Sunday, December 23, 2012

Palestinians Burning Their Bridges



by Jonathan Tobin


The Palestinians and their leadership have spent the last 20 years converting a strong Israeli majority in favor of the peace process into one that regards the whole concept as a dangerous fantasy. Twenty years ago the Israeli left romped in an election that relegated the Likud to minority status. In next month’s Knesset elections, not even the Labor party will spend time advocating for more concessions to the Palestinians in exchange for the hope of peace. Terrorism, the second intifada, the rise of Hamas and the conversion of Gaza into a terror state have effectively destroyed the Israeli left. But rather than react to this somber shift in the mood of their neighbors with an attempt to restart peace talks or to convince them that their goal is to end the conflict rather than to merely continue it on more advantageous terms, the Palestinians are planning on doubling down on their negative image.

As the Associated Press reports, the Palestinian Authority is planning on responding to the expected re-election of Prime Minister Benjamin Netanyahu with a wide range of activities designed to deepen rather than to ameliorate the antagonism and the cynicism with which the majority of Israelis view them. The PA plans to use its enhanced status at the UN to pursue specious charges of war crimes against Israelis in the International Criminal Court and advocating for sanctions and boycotts against the Jewish state. Worse than that, they are threatening not just to organize mass protests and confrontations with Israelis in the West Bank but to end all security cooperation between their armed forces and those of Israel, a measure that has helped keep relative peace in the region. While PA leader Mahmoud Abbas thinks this is a clever tactic designed to force President Obama to pressure Israel into giving in to more of his demands, the result will be nothing less than a third intifada that may help further isolate Israel but which will devastate the Palestinian economy and effectively end all hope for Israeli support for a two-state solution.

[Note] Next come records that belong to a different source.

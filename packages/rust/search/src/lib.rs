//! Web search client with a per-run query quota.
//!
//! Each client record becomes one query (see [`build_query`]). The
//! [`SearchClient`] sends it to a Custom-Search-style JSON API and returns the
//! result snippets. Failures never abort a run: they are logged and reported
//! as an outcome that carries no evidence.

mod query;

use std::sync::atomic::{AtomicU32, Ordering};
use std::time::Duration;

use clientintel_shared::{ClientIntelError, Credentials, Result, SearchConfig, parse_url};
use reqwest::Client;
use serde_json::Value;
use tracing::{debug, instrument, warn};
use url::Url;

pub use query::{QueryFilters, build_query};

/// User-Agent string for search requests.
const USER_AGENT: &str = concat!("ClientIntel/", env!("CARGO_PKG_VERSION"));

// ---------------------------------------------------------------------------
// SearchOutcome
// ---------------------------------------------------------------------------

/// Result of one [`SearchClient::search`] call.
#[derive(Debug, Clone, PartialEq, Eq)]
pub enum SearchOutcome {
    /// The API answered; snippets in ranking order (possibly none).
    Snippets(Vec<String>),
    /// The request or response failed; already logged.
    Failed,
    /// The run's query ceiling was reached; no request was made.
    QuotaExhausted,
}

impl SearchOutcome {
    /// Snippets to use as evidence. Failures and quota exhaustion yield none.
    pub fn into_snippets(self) -> Vec<String> {
        match self {
            Self::Snippets(snippets) => snippets,
            Self::Failed | Self::QuotaExhausted => Vec::new(),
        }
    }

    pub fn is_quota_exhausted(&self) -> bool {
        matches!(self, Self::QuotaExhausted)
    }
}

// ---------------------------------------------------------------------------
// QueryQuota
// ---------------------------------------------------------------------------

/// Ceiling on outbound searches for one run.
///
/// Owned by a single [`SearchClient`]; the counter is atomic so a shared
/// client stays correct if callers ever run concurrently.
#[derive(Debug)]
pub struct QueryQuota {
    limit: u32,
    used: AtomicU32,
}

impl QueryQuota {
    pub fn new(limit: u32) -> Self {
        Self {
            limit,
            used: AtomicU32::new(0),
        }
    }

    /// Reserve one query. Returns `false` once the ceiling is reached.
    pub fn try_acquire(&self) -> bool {
        self.used
            .fetch_update(Ordering::SeqCst, Ordering::SeqCst, |n| {
                (n < self.limit).then_some(n + 1)
            })
            .is_ok()
    }

    /// Queries issued so far.
    pub fn used(&self) -> u32 {
        self.used.load(Ordering::SeqCst)
    }

    pub fn limit(&self) -> u32 {
        self.limit
    }

    pub fn remaining(&self) -> u32 {
        self.limit.saturating_sub(self.used())
    }
}

// ---------------------------------------------------------------------------
// SearchOptions
// ---------------------------------------------------------------------------

/// Everything needed to construct a [`SearchClient`].
#[derive(Debug, Clone)]
pub struct SearchOptions {
    /// API endpoint, e.g. `https://www.googleapis.com/customsearch/v1`.
    pub endpoint: String,
    pub api_key: String,
    /// Search scope identifier (`cx`).
    pub engine_id: String,
    /// Per-request timeout.
    pub timeout: Duration,
    /// Query ceiling for the run.
    pub max_queries: u32,
    /// Pause after each request.
    pub delay: Duration,
}

impl SearchOptions {
    /// Merge the `[search]` config section with loaded credentials.
    pub fn from_config(config: &SearchConfig, credentials: &Credentials) -> Self {
        Self {
            endpoint: config.endpoint.clone(),
            api_key: credentials.search_api_key.clone(),
            engine_id: credentials.search_engine_id.clone(),
            timeout: Duration::from_secs(config.timeout_secs),
            max_queries: config.max_queries,
            delay: Duration::from_millis(config.delay_ms),
        }
    }
}

// ---------------------------------------------------------------------------
// SearchClient
// ---------------------------------------------------------------------------

/// Search API client that owns its run's [`QueryQuota`].
pub struct SearchClient {
    client: Client,
    endpoint: Url,
    api_key: String,
    engine_id: String,
    quota: QueryQuota,
    delay: Duration,
}

impl SearchClient {
    pub fn new(opts: SearchOptions) -> Result<Self> {
        let endpoint = parse_url("search.endpoint", &opts.endpoint)?;

        Ok(Self {
            client: build_client(opts.timeout)?,
            endpoint,
            api_key: opts.api_key,
            engine_id: opts.engine_id,
            quota: QueryQuota::new(opts.max_queries),
            delay: opts.delay,
        })
    }

    pub fn quota(&self) -> &QueryQuota {
        &self.quota
    }

    /// Run one query.
    ///
    /// Short-circuits with [`SearchOutcome::QuotaExhausted`] once the ceiling
    /// is hit. Any network, status, or body error is logged and reported as
    /// [`SearchOutcome::Failed`]. Every request is followed by the configured
    /// throttle delay.
    #[instrument(skip_all, fields(query = %query))]
    pub async fn search(&self, query: &str) -> SearchOutcome {
        if !self.quota.try_acquire() {
            warn!(limit = self.quota.limit(), "search quota exhausted, skipping request");
            return SearchOutcome::QuotaExhausted;
        }

        let outcome = match self.fetch(query).await {
            Ok(body) => {
                let snippets = extract_snippets(&body);
                debug!(snippets = snippets.len(), "search returned");
                SearchOutcome::Snippets(snippets)
            }
            Err(e) => {
                warn!(error = %e, "search failed, treating as no results");
                SearchOutcome::Failed
            }
        };

        if !self.delay.is_zero() {
            tokio::time::sleep(self.delay).await;
        }

        outcome
    }

    async fn fetch(&self, query: &str) -> Result<Value> {
        let response = self
            .client
            .get(self.endpoint.clone())
            .query(&[
                ("q", query),
                ("key", self.api_key.as_str()),
                ("cx", self.engine_id.as_str()),
            ])
            .send()
            .await
            // The request URL carries the API key; keep it out of logs.
            .map_err(|e| ClientIntelError::Network(e.without_url().to_string()))?;

        let status = response.status();
        if !status.is_success() {
            return Err(ClientIntelError::Network(format!("HTTP {status}")));
        }

        response.json::<Value>().await.map_err(|e| {
            ClientIntelError::Network(format!("invalid search response: {}", e.without_url()))
        })
    }
}

/// Build a reqwest client with appropriate settings.
fn build_client(timeout: Duration) -> Result<Client> {
    Client::builder()
        .user_agent(USER_AGENT)
        .timeout(timeout)
        .build()
        .map_err(|e| ClientIntelError::Network(format!("failed to build HTTP client: {e}")))
}

/// Pull `items[*].snippet` strings, in order. Items without a string snippet
/// are skipped; a body without an `items` array yields nothing.
fn extract_snippets(body: &Value) -> Vec<String> {
    body.get("items")
        .and_then(Value::as_array)
        .map(|items| {
            items
                .iter()
                .filter_map(|item| item.get("snippet").and_then(Value::as_str))
                .map(str::trim)
                .filter(|s| !s.is_empty())
                .map(str::to_string)
                .collect()
        })
        .unwrap_or_default()
}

The Palestinians claim they have no choice but to resort to this strategy because the Israelis and even many of their foreign friends such as President Obama are ignoring them. But the reason why someone as sympathetic to the Palestinians and hostile to Israel’s government as Obama may have given up on the peace process is that four years of attempts to tilt the diplomatic playing field in their direction was never enough to convince the Palestinians back to the negotiating table.

Palestinian harassment of Israelis at the UN and in international forums will be annoying but won’t change a thing. But their decision to go back to intifada tactics is a guarantee of bloodshed. They may claim their protests will be peaceful, but rock throwing inevitably escalates to more violent tactics. It is also a given that Hamas and terrorist elements of Abbas’s Fatah that are tasked with competing with the Islamists in that category will be using the protests as cover for attacks. If the PA ends security cooperation, it will end the same way the second intifada did with PA “police” joining the terrorists in shooting at Israelis.

This will kill what little support remains inside Israel for compromise with the PA. But Abbas is not wrong to believe that it will make the Palestinians more rather than less popular in Europe, where any form of Israeli self-defense will be depicted as immoral no matter what the circumstances might be. A rising tide of anti-Semitism on the continent has made Israel particularly unpopular there. But while heightening Israel’s isolation may seem like a smart thing to do in Ramallah, it won’t do a thing to give the Palestinians a better life or to get them closer to peace or independence.

The only thing that will do that is for Abbas to do the one thing he has refused to do since he fled the talks with Netanyahu’s predecessor when he was offered a state. The best alternative to the status quo isn’t an intifada that will send the conflict into another death spiral of violence and futility. It is negotiations for a two-state solution that no Israeli government could spurn. By choosing to avoid that obvious path to peace, the Palestinians are burning their last bridges to the Israeli people. They shouldn’t expect the United States, even during a second Obama administration to dig them out of the hole they are placing themselves in.

Jonathan Tobin

Source: http://www.commentarymagazine.com/2012/12/21/palestinians-burning-their-bridges-third-intifada-israel/

Copyright - Original materials copyright (c) by the authors.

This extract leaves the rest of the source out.